ESG has a different approach. It is often referred to as sustainable investing, and is more broad based compared to SRI. ESG includes three specific categories: Environmental, Social, and Governance. This approach would favour companies that proactively reduce gas emissions (i.e. Environmental). It would also favour companies that promote gender equality, protect human rights and give back to communities (i.e. Social). ESG investing also looks favourably at the independence of a company’s board of directors, and how a company handles security, privacy and conflict of interest (i.e. Governance)
ESG investing is growing exponentially. According to Morningstar, ESG funds attracted four times as much flows of new money in 2019 compared to 2018 (see Table below).
Further, a Bank of America research report estimated that the amount invested in ESG funds could rise by $15-$20 trillion over the next two decades. The question is, why are ESG funds attracting so much money?

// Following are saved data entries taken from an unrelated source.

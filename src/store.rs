//! The delegate store seam: request-URL-scoped cookie matching.
//!
//! The jar itself never matches cookies against a request. It forwards
//! every batch to a [`CookieStore`] and keeps its own table purely for
//! serialization. [`MemoryStore`] is the default delegate used when no
//! other store is configured.

use dashmap::DashMap;
use time::OffsetDateTime;
use url::Url;

use crate::netscape::has_leading_dot;
use crate::record::CookieRecord;

/// A request-URL-aware cookie store the jar can wrap.
///
/// Implementations own all RFC 6265 matching semantics: domain and path
/// matching, the secure-scheme check, and expiry-based filtering.
pub trait CookieStore: Send + Sync {
    /// Store a batch of cookies received in the context of `url`.
    fn set_cookies(&self, url: &Url, cookies: Vec<CookieRecord>);

    /// Cookies to send on a request to `url`.
    fn cookies(&self, url: &Url) -> Vec<CookieRecord>;
}

/// In-memory matching store, bucketed by registrable domain.
///
/// Cookies are keyed by their dot-stripped domain; a set replaces any
/// existing cookie with the same name and path in that bucket. Reads walk
/// the request host and its parent domains and apply domain, path,
/// secure, and expiry checks. Subdomain inclusion is read from the stored
/// domain's leading dot.
pub struct MemoryStore {
    buckets: DashMap<String, Vec<CookieRecord>>,
}

impl Default for MemoryStore {
    fn default() -> Self {
        Self::new()
    }
}

impl MemoryStore {
    pub fn new() -> Self {
        Self {
            buckets: DashMap::new(),
        }
    }

    /// Total number of cookies currently held.
    pub fn len(&self) -> usize {
        self.buckets.iter().map(|b| b.value().len()).sum()
    }

    pub fn is_empty(&self) -> bool {
        self.len() == 0
    }

    /// Drop everything.
    pub fn clear(&self) {
        self.buckets.clear();
    }
}

impl CookieStore for MemoryStore {
    fn set_cookies(&self, url: &Url, cookies: Vec<CookieRecord>) {
        for mut cookie in cookies {
            if cookie.domain.is_empty() {
                let Some(host) = url.host_str() else { continue };
                cookie.domain = host.to_lowercase();
            }
            if cookie.path.is_empty() {
                cookie.path = "/".to_string();
            }

            let bucket_key = cookie.domain.trim_start_matches('.').to_string();
            let mut bucket = self.buckets.entry(bucket_key).or_default();
            bucket.retain(|c| c.name != cookie.name || c.path != cookie.path);
            bucket.push(cookie);
        }
    }

    fn cookies(&self, url: &Url) -> Vec<CookieRecord> {
        let host = url.host_str().unwrap_or("");
        let now = OffsetDateTime::now_utc();
        let mut result = Vec::new();

        for domain in matching_domains(host) {
            let Some(bucket) = self.buckets.get(&domain) else {
                continue;
            };
            for cookie in bucket.iter() {
                let host_only = !has_leading_dot(&cookie.domain);
                if !domain_matches(&cookie.domain, host, host_only) {
                    continue;
                }
                if !path_matches(&cookie.path, url.path()) {
                    continue;
                }
                if cookie.secure && url.scheme() != "https" {
                    continue;
                }
                if cookie.is_expired(now) {
                    continue;
                }
                result.push(cookie.clone());
            }
        }

        // RFC 6265 ordering: longest path first.
        result.sort_by(|a, b| b.path.len().cmp(&a.path.len()));
        result
    }
}

/// RFC 6265 domain matching. Host-only cookies require an exact host
/// match; domain cookies suffix-match on a label boundary.
fn domain_matches(cookie_domain: &str, request_host: &str, host_only: bool) -> bool {
    if host_only {
        return cookie_domain.eq_ignore_ascii_case(request_host);
    }

    let cookie_domain = cookie_domain.trim_start_matches('.');
    if request_host.eq_ignore_ascii_case(cookie_domain) {
        return true;
    }

    if request_host.len() > cookie_domain.len() {
        let suffix = &request_host[request_host.len() - cookie_domain.len()..];
        if suffix.eq_ignore_ascii_case(cookie_domain) {
            let boundary = request_host
                .chars()
                .nth(request_host.len() - cookie_domain.len() - 1);
            return boundary == Some('.');
        }
    }

    false
}

/// RFC 6265 path matching.
fn path_matches(cookie_path: &str, request_path: &str) -> bool {
    if request_path == cookie_path {
        return true;
    }
    if request_path.starts_with(cookie_path) {
        if cookie_path.ends_with('/') {
            return true;
        }
        return request_path.chars().nth(cookie_path.len()) == Some('/');
    }
    false
}

/// The host itself plus every parent domain that could hold a matching
/// bucket (for "a.b.example.com": "b.example.com", "example.com").
fn matching_domains(host: &str) -> Vec<String> {
    let mut domains = vec![host.to_string()];
    let labels: Vec<&str> = host.split('.').collect();
    for i in 1..labels.len().saturating_sub(1) {
        domains.push(labels[i..].join("."));
    }
    domains
}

Some people think that ESG investing is a fad. They attribute the popularity of ESG investing to millennials (see survey chart below). Millennials are generally perceived to want to make this world a better place and therefore they want their investments to align with their personal values. However, the investment community should not dismiss the investment influence that the millennial cohort could have. According to a report by Wealth-X, more than $15 trillion of wealth will be transferred and inherited by millennials by 2030. Therefore, millennials could easily become the most powerful driving force when it comes to investing trends in the next decade.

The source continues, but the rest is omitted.